Every line that contains "sender" must be located and copied from the data.

━━━━━━━━

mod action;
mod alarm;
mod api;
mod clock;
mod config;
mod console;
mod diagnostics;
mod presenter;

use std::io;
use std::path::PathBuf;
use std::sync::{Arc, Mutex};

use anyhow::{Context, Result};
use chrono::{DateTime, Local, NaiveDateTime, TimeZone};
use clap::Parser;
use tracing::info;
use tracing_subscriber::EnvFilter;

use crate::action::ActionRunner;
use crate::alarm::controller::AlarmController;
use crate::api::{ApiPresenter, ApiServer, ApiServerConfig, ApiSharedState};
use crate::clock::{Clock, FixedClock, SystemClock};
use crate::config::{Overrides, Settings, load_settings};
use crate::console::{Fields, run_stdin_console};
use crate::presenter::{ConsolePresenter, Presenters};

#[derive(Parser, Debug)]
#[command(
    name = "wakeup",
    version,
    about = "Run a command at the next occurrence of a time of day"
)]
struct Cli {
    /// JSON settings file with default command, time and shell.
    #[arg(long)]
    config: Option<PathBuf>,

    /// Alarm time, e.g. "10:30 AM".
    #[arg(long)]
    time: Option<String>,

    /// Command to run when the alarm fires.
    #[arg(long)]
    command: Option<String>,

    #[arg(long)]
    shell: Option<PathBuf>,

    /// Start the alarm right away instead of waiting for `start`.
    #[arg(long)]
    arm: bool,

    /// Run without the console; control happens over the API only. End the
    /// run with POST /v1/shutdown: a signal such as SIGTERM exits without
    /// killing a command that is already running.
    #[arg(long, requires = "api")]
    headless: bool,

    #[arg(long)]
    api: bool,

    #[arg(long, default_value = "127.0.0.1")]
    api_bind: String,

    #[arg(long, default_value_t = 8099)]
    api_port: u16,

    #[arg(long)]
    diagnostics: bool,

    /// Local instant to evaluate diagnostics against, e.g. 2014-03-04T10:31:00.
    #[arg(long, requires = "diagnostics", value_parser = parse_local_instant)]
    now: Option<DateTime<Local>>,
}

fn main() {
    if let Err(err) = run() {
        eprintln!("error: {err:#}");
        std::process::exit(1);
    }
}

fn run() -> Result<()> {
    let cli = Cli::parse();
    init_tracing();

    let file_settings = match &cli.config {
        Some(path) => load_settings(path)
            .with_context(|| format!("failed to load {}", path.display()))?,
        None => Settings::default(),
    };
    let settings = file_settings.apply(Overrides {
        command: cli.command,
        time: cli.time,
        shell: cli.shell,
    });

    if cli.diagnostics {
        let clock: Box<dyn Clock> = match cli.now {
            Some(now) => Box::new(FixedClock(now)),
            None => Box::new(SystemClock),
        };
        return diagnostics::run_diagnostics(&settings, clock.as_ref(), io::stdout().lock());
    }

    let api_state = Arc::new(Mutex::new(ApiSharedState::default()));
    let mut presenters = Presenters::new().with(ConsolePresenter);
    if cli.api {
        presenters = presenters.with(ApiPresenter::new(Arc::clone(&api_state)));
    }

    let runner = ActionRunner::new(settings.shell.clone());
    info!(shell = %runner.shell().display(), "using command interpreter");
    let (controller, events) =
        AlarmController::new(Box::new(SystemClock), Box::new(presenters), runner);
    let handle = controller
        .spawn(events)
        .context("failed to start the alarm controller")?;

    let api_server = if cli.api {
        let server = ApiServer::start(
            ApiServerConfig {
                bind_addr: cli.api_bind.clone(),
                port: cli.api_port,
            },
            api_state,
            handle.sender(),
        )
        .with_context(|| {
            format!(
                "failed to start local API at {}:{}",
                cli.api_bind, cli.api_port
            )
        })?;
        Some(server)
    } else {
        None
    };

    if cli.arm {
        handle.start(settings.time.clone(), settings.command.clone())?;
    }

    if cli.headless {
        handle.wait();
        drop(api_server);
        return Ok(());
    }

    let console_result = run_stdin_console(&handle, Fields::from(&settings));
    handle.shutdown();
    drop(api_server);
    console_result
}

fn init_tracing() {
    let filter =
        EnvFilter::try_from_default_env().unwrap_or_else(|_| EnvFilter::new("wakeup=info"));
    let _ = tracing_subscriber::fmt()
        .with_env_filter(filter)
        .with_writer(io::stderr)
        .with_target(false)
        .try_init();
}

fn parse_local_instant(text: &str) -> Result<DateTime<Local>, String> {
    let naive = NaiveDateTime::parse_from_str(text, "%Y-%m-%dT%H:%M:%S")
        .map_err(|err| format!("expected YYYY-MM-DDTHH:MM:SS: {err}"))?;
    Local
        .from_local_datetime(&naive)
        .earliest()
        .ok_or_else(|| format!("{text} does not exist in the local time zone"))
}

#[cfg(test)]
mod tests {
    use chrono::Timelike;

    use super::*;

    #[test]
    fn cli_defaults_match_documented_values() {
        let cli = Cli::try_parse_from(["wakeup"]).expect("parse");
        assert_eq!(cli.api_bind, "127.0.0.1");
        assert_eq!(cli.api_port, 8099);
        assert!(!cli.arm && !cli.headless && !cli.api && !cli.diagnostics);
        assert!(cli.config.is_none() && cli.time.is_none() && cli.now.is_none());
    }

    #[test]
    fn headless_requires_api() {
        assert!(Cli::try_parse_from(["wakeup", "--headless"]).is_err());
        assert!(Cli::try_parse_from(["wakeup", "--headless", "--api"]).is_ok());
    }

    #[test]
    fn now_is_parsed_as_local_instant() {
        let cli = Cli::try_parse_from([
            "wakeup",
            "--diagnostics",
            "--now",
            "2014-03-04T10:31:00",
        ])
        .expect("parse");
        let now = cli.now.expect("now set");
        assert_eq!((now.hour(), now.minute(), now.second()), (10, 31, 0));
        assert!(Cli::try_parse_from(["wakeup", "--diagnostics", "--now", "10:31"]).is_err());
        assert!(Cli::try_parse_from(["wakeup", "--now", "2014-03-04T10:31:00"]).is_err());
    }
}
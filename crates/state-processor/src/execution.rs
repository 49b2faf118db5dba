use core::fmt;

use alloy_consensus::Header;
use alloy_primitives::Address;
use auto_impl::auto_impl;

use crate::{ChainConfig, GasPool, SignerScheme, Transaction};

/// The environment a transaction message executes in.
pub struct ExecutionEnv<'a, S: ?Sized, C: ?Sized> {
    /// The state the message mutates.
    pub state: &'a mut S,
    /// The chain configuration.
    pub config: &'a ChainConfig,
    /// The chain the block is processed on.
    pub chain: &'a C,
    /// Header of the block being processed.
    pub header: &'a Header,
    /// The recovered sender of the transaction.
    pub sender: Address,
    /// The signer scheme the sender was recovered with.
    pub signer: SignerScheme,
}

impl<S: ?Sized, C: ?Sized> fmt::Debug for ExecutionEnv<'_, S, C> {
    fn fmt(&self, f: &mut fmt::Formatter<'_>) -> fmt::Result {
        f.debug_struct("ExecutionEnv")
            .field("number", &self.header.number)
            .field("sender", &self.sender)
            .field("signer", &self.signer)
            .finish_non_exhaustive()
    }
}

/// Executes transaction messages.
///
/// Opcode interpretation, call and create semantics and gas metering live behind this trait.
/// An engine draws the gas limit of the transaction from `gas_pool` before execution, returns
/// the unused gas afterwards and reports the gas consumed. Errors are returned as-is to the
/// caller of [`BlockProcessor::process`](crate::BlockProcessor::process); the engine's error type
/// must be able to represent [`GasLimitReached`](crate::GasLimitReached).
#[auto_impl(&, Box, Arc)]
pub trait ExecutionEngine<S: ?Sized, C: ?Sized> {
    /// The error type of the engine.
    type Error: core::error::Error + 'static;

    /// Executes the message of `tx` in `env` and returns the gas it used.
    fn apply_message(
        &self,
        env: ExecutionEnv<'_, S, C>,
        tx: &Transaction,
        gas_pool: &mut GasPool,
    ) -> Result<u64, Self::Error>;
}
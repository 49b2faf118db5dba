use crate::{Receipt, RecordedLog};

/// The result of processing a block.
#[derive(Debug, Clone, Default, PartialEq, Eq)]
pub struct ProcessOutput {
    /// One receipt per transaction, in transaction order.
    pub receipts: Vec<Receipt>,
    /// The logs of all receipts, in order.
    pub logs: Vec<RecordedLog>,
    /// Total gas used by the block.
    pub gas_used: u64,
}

━━━━━━━━

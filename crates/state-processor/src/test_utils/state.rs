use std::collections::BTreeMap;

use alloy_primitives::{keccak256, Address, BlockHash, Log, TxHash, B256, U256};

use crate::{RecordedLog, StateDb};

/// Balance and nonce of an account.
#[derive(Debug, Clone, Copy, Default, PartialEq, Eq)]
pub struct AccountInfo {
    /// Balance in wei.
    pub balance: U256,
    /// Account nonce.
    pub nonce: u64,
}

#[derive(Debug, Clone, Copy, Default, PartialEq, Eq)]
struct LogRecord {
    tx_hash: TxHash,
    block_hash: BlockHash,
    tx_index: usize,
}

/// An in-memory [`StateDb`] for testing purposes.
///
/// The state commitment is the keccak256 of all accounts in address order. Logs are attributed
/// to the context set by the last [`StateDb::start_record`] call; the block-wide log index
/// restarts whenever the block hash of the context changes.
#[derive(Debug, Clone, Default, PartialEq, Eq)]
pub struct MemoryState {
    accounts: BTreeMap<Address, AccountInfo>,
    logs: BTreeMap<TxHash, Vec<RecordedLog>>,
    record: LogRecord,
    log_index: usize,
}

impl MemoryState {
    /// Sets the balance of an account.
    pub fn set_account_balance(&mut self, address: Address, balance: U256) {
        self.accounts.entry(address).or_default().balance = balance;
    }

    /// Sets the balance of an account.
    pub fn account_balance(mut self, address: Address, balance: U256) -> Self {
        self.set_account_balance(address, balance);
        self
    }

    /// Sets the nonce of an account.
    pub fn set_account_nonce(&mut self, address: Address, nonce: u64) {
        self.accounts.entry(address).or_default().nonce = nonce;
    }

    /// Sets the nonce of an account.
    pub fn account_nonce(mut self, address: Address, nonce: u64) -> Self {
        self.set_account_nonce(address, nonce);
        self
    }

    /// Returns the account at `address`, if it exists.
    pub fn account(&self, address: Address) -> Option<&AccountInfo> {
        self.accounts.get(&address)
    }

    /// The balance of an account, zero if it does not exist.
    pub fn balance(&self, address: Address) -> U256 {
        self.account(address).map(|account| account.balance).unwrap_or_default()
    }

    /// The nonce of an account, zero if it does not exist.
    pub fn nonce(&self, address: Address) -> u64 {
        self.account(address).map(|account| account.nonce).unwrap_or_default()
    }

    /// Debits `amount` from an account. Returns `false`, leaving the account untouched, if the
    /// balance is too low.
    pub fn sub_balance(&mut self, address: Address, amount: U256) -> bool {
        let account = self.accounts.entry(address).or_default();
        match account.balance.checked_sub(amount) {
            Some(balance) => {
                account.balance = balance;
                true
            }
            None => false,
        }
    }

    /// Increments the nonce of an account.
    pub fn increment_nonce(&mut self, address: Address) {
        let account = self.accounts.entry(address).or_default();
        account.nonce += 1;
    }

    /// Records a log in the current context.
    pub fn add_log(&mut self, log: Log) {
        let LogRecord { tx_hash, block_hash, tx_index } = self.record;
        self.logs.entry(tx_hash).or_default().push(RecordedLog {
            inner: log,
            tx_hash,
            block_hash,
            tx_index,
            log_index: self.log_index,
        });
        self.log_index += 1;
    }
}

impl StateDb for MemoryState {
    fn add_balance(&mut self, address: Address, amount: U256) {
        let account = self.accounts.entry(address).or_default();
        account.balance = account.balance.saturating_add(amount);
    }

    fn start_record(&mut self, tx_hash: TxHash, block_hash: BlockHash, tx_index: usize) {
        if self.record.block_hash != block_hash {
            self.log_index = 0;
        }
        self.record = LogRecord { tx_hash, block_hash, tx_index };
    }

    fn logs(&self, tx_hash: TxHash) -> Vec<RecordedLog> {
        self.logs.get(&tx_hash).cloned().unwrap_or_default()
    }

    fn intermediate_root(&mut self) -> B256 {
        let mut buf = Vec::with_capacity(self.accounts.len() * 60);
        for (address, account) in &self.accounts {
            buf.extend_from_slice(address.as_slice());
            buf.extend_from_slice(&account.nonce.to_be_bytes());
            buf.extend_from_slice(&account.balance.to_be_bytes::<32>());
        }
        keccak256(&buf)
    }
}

━━━━━━━━

● EXERCISE ANSWER
            handle.sender(),
    /// The recovered sender of the transaction.
    pub sender: Address,
    /// The signer scheme the sender was recovered with.
            .field("sender", &self.sender)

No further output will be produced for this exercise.